• **Required work**
From the entries that follow, copy exactly the lines beginning at the line holding "assert_eq!(model.presets.len(), 2);" and continuing through the line holding "async fn default_preset_is_skipped_once_filters_were_edited()".

• **Collected data**
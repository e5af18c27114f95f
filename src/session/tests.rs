use super::*;
use crate::models::FilterState;
use crate::recent::RecentSearchStore;
use crate::storage::MemoryStore;
use crate::test_utils::FakeApi;
use crate::view::Dropdown;
use std::sync::atomic::Ordering;
use tokio::time::{Duration, sleep};

fn start(api: Arc<FakeApi>) -> (SessionHandle, Arc<MemoryStore>) {
    let store = Arc::new(MemoryStore::new());
    let handle = Session::start(api, store.clone(), &Settings::default());
    (handle, store)
}

async fn wait(ms: u64) {
    sleep(Duration::from_millis(ms)).await;
}

fn budget_sedans(id: &str, is_default: bool) -> SavedFilterPreset {
    SavedFilterPreset {
        id: id.to_string(),
        name: "Budget sedans".to_string(),
        category_id: "auto".to_string(),
        filters: FilterState {
            subcategory_id: Some("sedans".to_string()),
            price_max: Some(20000),
            ..Default::default()
        },
        is_default,
        created_at: None,
    }
}

fn first_card(model: &RenderModel) -> &str {
    model.cards.first().map(|c| c.listing.id.as_str()).unwrap_or("")
}

#[tokio::test(start_paused = true)]
async fn session_opens_with_one_unfiltered_search() {
    let api = Arc::new(FakeApi::new());
    let (handle, _) = start(api.clone());
    wait(50).await;

    let searches = api.search_log();
    assert_eq!(searches.len(), 1);
    assert_eq!(searches[0].query, None);
    assert_eq!(searches[0].page, 1);

    let model = handle.current();
    assert_eq!(model.cards.len(), 20);
    assert_eq!(model.total_count, 45);
    assert!(model.has_more);
    assert_eq!(model.category_name, "Cars");
    assert_eq!(api.popular_calls.load(Ordering::SeqCst), 1);
}

#[tokio::test(start_paused = true)]
async fn typing_burst_issues_a_single_search() {
    let api = Arc::new(FakeApi::new());
    let (handle, _) = start(api.clone());
    wait(50).await;

    for text in ["g", "go", "gol", "golf"] {
        handle.send(SessionInput::QueryEdited(text.to_string()));
        wait(100).await;
    }
    wait(1000).await;

    let searches = api.search_log();
    assert_eq!(searches.len(), 2);
    assert_eq!(searches[1].query.as_deref(), Some("golf"));
    assert_eq!(first_card(&handle.current()), "golf-0");
}

#[tokio::test(start_paused = true)]
async fn late_response_for_older_query_is_discarded() {
    let api = Arc::new(FakeApi::new());
    api.delay_query("golf", Duration::from_secs(2));
    let (handle, _) = start(api.clone());
    wait(50).await;

    handle.send(SessionInput::QueryEdited("golf".into()));
    wait(600).await;
    handle.send(SessionInput::QueryEdited("polo".into()));
    wait(600).await;
    assert_eq!(first_card(&handle.current()), "polo-0");

    // golf answers long after polo
    wait(2000).await;
    let model = handle.current();
    assert_eq!(first_card(&model), "polo-0");
    assert_eq!(model.cards.len(), 20);
    assert_eq!(api.search_log().len(), 3);
    assert_eq!(api.tracked_log(), vec!["polo".to_string()]);
}

#[tokio::test(start_paused = true)]
async fn fast_typing_issues_one_suggestion_lookup() {
    let api = Arc::new(FakeApi::new());
    let (handle, _) = start(api.clone());
    handle.send(SessionInput::QueryFocus(true));

    for text in ["c", "ca", "car"] {
        handle.send(SessionInput::QueryEdited(text.to_string()));
        wait(150).await;
    }
    wait(1000).await;

    assert_eq!(api.suggest_log(), vec!["car".to_string()]);
    match handle.current().dropdown {
        Dropdown::Suggestions(entries) => assert_eq!(entries.len(), 5),
        other => panic!("expected suggestions, got {:?}", other),
    }
}

#[tokio::test(start_paused = true)]
async fn suggestion_failure_shows_nothing() {
    let api = Arc::new(FakeApi::new());
    api.fail_suggest.store(true, Ordering::SeqCst);
    let (handle, _) = start(api.clone());
    handle.send(SessionInput::QueryFocus(true));
    handle.send(SessionInput::QueryEdited("golf".into()));
    wait(1000).await;

    let model = handle.current();
    assert_eq!(model.dropdown, Dropdown::None);
    assert_eq!(model.error, None);
    assert_eq!(first_card(&model), "golf-0");
}

#[tokio::test(start_paused = true)]
async fn settled_queries_are_recorded_and_tracked() {
    let api = Arc::new(FakeApi::new());
    let (handle, store) = start(api.clone());
    wait(50).await;

    handle.send(SessionInput::QueryEdited("Toyota".into()));
    wait(1000).await;
    handle.send(SessionInput::QueryEdited("toyota".into()));
    wait(1000).await;
    // Below the minimum length: searched, not remembered
    handle.send(SessionInput::QueryEdited("t".into()));
    wait(1000).await;

    let recent = RecentSearchStore::load(store, "auto", 5);
    assert_eq!(recent.texts(), vec!["toyota".to_string()]);
    assert_eq!(api.tracked_log(), vec!["Toyota".to_string(), "toyota".to_string()]);
}

#[tokio::test(start_paused = true)]
async fn tracking_failure_is_invisible() {
    let api = Arc::new(FakeApi::new());
    api.fail_track.store(true, Ordering::SeqCst);
    let (handle, store) = start(api.clone());

    handle.send(SessionInput::QueryEdited("golf".into()));
    wait(1000).await;

    assert_eq!(handle.current().error, None);
    assert_eq!(api.tracked_log(), vec!["golf".to_string()]);
    assert_eq!(RecentSearchStore::load(store, "auto", 5).texts(), vec!["golf".to_string()]);
}

#[tokio::test(start_paused = true)]
async fn recent_history_drives_the_empty_query_dropdown() {
    let api = Arc::new(FakeApi::new());
    let (handle, _) = start(api.clone());

    handle.send(SessionInput::QueryEdited("golf".into()));
    wait(1000).await;
    handle.send(SessionInput::QueryEdited(String::new()));
    handle.send(SessionInput::QueryFocus(true));
    wait(1000).await;
    assert_eq!(handle.current().dropdown, Dropdown::Recent(vec!["golf".into()]));

    handle.send(SessionInput::RemoveRecent("GOLF".into()));
    wait(10).await;
    assert!(matches!(handle.current().dropdown, Dropdown::Popular(_)));
}

#[tokio::test(start_paused = true)]
async fn failed_search_keeps_results_until_retry() {
    let api = Arc::new(FakeApi::new());
    let (handle, _) = start(api.clone());
    wait(50).await;

    api.fail_next_searches(1);
    handle.send(SessionInput::QueryEdited("golf".into()));
    wait(1000).await;

    let model = handle.current();
    assert!(model.error.is_some());
    assert!(model.retryable);
    assert_eq!(first_card(&model), "all-0");
    assert_eq!(model.total_count, 45);

    handle.send(SessionInput::Retry);
    wait(100).await;
    let model = handle.current();
    assert_eq!(model.error, None);
    assert_eq!(first_card(&model), "golf-0");
    assert_eq!(api.search_log().len(), 3);
}

#[tokio::test(start_paused = true)]
async fn unauthorized_search_offers_no_retry() {
    let api = Arc::new(FakeApi::new());
    let (handle, _) = start(api.clone());
    wait(50).await;

    api.unauthorized_searches.store(true, Ordering::SeqCst);
    handle.send(SessionInput::QueryEdited("golf".into()));
    wait(1000).await;

    let model = handle.current();
    assert_eq!(model.error.as_deref(), Some("not authenticated"));
    assert!(!model.retryable);
    assert_eq!(first_card(&model), "all-0");

    handle.send(SessionInput::Retry);
    wait(1000).await;
    assert_eq!(api.search_log().len(), 2);
    assert!(handle.current().error.is_some());
}

#[tokio::test(start_paused = true)]
async fn load_more_is_single_flight() {
    let api = Arc::new(FakeApi::new());
    api.delay_page(2, Duration::from_millis(300));
    let (handle, _) = start(api.clone());
    wait(50).await;

    handle.send(SessionInput::LoadMore);
    handle.send(SessionInput::LoadMore);
    wait(50).await;
    let pages: Vec<u32> = api.search_log().iter().map(|r| r.page).collect();
    assert_eq!(pages, vec![1, 2]);
    assert!(handle.current().loading);

    wait(500).await;
    let model = handle.current();
    assert_eq!(model.cards.len(), 40);
    assert!(model.has_more);

    handle.send(SessionInput::LoadMore);
    wait(50).await;
    let model = handle.current();
    assert_eq!(model.cards.len(), 45);
    assert!(!model.has_more);

    handle.send(SessionInput::LoadMore);
    wait(50).await;
    assert_eq!(api.search_log().len(), 3);
}

#[tokio::test(start_paused = true)]
async fn applying_a_preset_replaces_filters_with_one_request() {
    let api = Arc::new(FakeApi::with_presets(vec![budget_sedans("p-budget", false)]));
    let (handle, _) = start(api.clone());
    wait(50).await;
    assert_eq!(api.search_log().len(), 1);

    handle.send(SessionInput::QueryEdited("golf".into()));
    handle.send(SessionInput::ApplyPreset("p-budget".into()));
    wait(1000).await;

    let searches = api.search_log();
    assert_eq!(searches.len(), 2);
    assert_eq!(searches[1].subcategory_id.as_deref(), Some("sedans"));
    assert_eq!(searches[1].price_max, Some(20000));
    assert_eq!(searches[1].query, None);

    let model = handle.current();
    assert_eq!(model.filters, budget_sedans("p-budget", false).filters);
    assert_eq!(model.subcategory_name.as_deref(), Some("Sedans"));
}

#[tokio::test(start_paused = true)]
async fn unknown_preset_sets_a_notice() {
    let api = Arc::new(FakeApi::new());
    let (handle, _) = start(api.clone());
    wait(50).await;

    handle.send(SessionInput::ApplyPreset("missing".into()));
    wait(10).await;
    assert!(handle.current().notice.is_some());
    assert_eq!(api.search_log().len(), 1);
}

#[tokio::test(start_paused = true)]
async fn default_preset_is_applied_once() {
    let api = Arc::new(FakeApi::with_presets(vec![budget_sedans("p-default", true)]));
    let (handle, _) = start(api.clone());
    wait(100).await;

    let last = api.search_log().pop().unwrap();
    assert_eq!(last.price_max, Some(20000));
    assert_eq!(handle.current().filters.price_max, Some(20000));

    handle.send(SessionInput::ClearFilters);
    wait(1000).await;
    handle.send(SessionInput::SavePreset {
        name: "Everything".into(),
        is_default: false,
    });
    wait(100).await;

    let model = handle.current();
    assert_eq!(model.presets.len(), 2);
    assert_eq!(model.filters.price_max, None);
    assert_eq!(model.filters.subcategory_id, None);
}

#[tokio::test(start_paused = true)]
async fn default_preset_is_skipped_once_filters_were_edited() {
    let api = Arc::new(FakeApi::with_presets(vec![budget_sedans("p-default", true)]));
    api.delay_preset_list(Duration::from_millis(300));
    let (handle, _) = start(api.clone());
    wait(50).await;

    handle.send(SessionInput::SetCondition(Some("used".into())));
    wait(1000).await;

    let searches = api.search_log();
    assert_eq!(searches.len(), 2);
    assert!(searches.iter().all(|r| r.price_max.is_none() && r.subcategory_id.is_none()));
    assert_eq!(searches[1].condition.as_deref(), Some("used"));

    let model = handle.current();
    assert_eq!(model.filters.condition.as_deref(), Some("used"));
    assert_eq!(model.filters.price_max, None);
    assert_eq!(model.presets.len(), 1);
}

#[tokio::test(start_paused = true)]
async fn invalid_preset_name_never_reaches_the_api() {
    let api = Arc::new(FakeApi::new());
    let (handle, _) = start(api.clone());
    wait(50).await;

    handle.send(SessionInput::SavePreset {
        name: "   ".into(),
        is_default: false,
    });
    wait(10).await;

    assert!(handle.current().notice.is_some());
    assert!(api.presets.lock().unwrap().is_empty());
}

#[tokio::test(start_paused = true)]
async fn favorite_toggle_reverts_on_failure() {
    let api = Arc::new(FakeApi::new());
    let (handle, _) = start(api.clone());
    wait(50).await;

    handle.send(SessionInput::ToggleFavorite("all-1".into()));
    wait(50).await;
    assert!(handle.current().cards[1].is_favorite);
    assert!(api.favorites.lock().unwrap().contains("all-1"));

    api.fail_favorites.store(true, Ordering::SeqCst);
    handle.send(SessionInput::ToggleFavorite("all-0".into()));
    wait(50).await;
    assert!(!handle.current().cards[0].is_favorite);
}

#[tokio::test(start_paused = true)]
async fn toggle_before_favorites_load_is_kept() {
    let api = Arc::new(FakeApi::new());
    api.delay_favorites(Duration::from_millis(300));
    let (handle, _) = start(api.clone());
    wait(50).await;

    handle.send(SessionInput::ToggleFavorite("all-1".into()));
    wait(50).await;
    assert!(handle.current().cards[1].is_favorite);
    assert!(api.favorites.lock().unwrap().contains("all-1"));

    // The list was snapshotted before the toggle reached the server
    wait(400).await;
    assert!(handle.current().cards[1].is_favorite);
}

#[tokio::test(start_paused = true)]
async fn layout_switch_preserves_state() {
    let api = Arc::new(FakeApi::new());
    let (handle, _) = start(api.clone());
    handle.send(SessionInput::SetPriceRange {
        min: Some(500),
        max: None,
    });
    wait(1000).await;
    let before = handle.current();

    handle.send(SessionInput::SetLayout { wide: true });
    wait(10).await;
    let wide = handle.current();
    assert_eq!(wide.columns, 3);
    assert_eq!(wide.cards, before.cards);
    assert_eq!(wide.filters, before.filters);

    handle.send(SessionInput::SetLayout { wide: false });
    wait(10).await;
    assert_eq!(handle.current(), before);
    assert_eq!(api.search_log().len(), 2);
}

#[tokio::test(start_paused = true)]
async fn shutdown_stops_the_loop() {
    let api = Arc::new(FakeApi::new());
    let (handle, _) = start(api);
    let view = handle.view();
    handle.shutdown().await;
    assert!(view.has_changed().is_err());
}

• **Problem solution**
    assert_eq!(model.presets.len(), 2);
    assert_eq!(model.filters.price_max, None);
    assert_eq!(model.filters.subcategory_id, None);
}

#[tokio::test(start_paused = true)]
async fn default_preset_is_skipped_once_filters_were_edited() {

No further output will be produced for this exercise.